• Exercise brief: Search the data for the word "EventTimestamp" and copy every line that contains it.

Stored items

>>>

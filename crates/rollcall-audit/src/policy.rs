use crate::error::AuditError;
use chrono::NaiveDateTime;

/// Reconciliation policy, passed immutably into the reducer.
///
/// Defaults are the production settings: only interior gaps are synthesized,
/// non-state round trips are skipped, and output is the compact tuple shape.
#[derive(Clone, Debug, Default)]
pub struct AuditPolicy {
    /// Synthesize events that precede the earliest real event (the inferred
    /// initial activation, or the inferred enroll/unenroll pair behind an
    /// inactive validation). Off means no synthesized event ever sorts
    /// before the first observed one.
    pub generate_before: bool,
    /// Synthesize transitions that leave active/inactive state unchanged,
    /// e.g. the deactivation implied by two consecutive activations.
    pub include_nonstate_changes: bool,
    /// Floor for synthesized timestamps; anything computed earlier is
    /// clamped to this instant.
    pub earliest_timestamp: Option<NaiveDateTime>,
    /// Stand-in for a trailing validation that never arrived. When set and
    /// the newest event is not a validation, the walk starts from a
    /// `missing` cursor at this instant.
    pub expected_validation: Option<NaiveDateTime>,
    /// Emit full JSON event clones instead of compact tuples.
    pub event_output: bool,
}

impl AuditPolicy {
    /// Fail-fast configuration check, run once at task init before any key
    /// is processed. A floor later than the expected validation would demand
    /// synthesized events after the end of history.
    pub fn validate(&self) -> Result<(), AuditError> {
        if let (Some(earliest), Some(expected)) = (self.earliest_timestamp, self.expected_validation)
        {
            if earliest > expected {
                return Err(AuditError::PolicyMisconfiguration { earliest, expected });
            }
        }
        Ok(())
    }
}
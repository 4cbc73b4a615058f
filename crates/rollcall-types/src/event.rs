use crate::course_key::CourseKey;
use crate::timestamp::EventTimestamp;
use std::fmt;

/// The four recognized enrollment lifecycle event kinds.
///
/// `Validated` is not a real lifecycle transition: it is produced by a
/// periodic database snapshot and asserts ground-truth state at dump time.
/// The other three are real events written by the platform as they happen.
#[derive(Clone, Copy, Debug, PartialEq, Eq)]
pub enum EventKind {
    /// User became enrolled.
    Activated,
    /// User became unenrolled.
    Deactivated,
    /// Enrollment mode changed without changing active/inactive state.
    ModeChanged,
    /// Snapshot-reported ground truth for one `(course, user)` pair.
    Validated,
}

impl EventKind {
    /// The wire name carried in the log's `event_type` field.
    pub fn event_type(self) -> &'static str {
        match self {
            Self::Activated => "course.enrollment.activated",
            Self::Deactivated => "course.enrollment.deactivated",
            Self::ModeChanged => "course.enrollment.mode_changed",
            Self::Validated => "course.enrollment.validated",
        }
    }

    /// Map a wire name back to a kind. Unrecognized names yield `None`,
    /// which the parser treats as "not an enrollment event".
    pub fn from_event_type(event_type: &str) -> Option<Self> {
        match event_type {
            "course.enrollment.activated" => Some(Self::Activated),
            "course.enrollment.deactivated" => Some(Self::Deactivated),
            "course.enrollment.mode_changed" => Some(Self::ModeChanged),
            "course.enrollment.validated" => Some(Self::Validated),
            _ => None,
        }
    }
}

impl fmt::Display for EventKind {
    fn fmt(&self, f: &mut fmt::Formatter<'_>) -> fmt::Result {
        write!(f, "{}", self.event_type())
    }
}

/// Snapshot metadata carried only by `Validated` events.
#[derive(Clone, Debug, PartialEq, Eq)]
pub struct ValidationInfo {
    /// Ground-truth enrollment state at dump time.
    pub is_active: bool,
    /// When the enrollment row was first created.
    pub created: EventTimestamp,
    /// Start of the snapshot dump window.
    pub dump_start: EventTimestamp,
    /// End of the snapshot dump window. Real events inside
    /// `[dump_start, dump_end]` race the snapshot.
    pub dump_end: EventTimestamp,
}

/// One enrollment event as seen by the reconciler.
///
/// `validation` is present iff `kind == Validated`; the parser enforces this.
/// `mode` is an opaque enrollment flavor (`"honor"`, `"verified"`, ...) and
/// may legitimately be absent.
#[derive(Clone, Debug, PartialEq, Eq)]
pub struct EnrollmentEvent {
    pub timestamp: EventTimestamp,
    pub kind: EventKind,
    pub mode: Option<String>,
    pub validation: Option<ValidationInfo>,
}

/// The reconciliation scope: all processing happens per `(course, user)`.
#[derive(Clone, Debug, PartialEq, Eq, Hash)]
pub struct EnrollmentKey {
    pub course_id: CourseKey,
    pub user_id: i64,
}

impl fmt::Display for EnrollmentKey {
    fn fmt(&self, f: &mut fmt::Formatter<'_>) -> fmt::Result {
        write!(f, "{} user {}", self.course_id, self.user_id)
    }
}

<<<

• Result:
use crate::timestamp::EventTimestamp;
    pub created: EventTimestamp,
    pub dump_start: EventTimestamp,
    pub dump_end: EventTimestamp,
    pub timestamp: EventTimestamp,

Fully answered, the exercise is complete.